Directions: Only a number is wanted here: the number of lines of the data that include "struct".

(Stored items)
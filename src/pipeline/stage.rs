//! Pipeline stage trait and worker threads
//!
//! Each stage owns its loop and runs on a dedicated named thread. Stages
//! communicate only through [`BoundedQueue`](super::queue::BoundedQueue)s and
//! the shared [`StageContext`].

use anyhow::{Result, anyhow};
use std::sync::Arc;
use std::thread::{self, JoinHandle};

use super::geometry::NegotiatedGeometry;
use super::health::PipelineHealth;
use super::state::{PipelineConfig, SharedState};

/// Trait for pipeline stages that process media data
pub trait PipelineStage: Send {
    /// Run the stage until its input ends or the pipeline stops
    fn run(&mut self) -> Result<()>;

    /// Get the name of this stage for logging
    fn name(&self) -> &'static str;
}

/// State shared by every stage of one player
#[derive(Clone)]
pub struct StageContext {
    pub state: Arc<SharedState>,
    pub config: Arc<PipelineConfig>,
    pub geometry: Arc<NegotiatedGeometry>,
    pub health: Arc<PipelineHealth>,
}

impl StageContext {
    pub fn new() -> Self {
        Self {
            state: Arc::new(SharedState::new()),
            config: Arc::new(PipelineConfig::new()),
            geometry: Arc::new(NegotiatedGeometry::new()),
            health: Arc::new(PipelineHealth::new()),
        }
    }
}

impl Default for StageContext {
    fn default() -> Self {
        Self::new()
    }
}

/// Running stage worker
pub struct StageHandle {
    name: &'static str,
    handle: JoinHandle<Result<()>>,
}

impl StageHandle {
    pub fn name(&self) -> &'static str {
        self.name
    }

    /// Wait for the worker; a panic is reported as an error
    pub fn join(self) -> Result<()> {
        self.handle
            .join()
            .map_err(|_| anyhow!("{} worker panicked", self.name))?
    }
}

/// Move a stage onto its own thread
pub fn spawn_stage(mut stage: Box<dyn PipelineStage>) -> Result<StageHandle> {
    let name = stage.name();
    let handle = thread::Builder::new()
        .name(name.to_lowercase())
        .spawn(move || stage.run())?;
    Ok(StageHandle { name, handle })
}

Result of the task: 2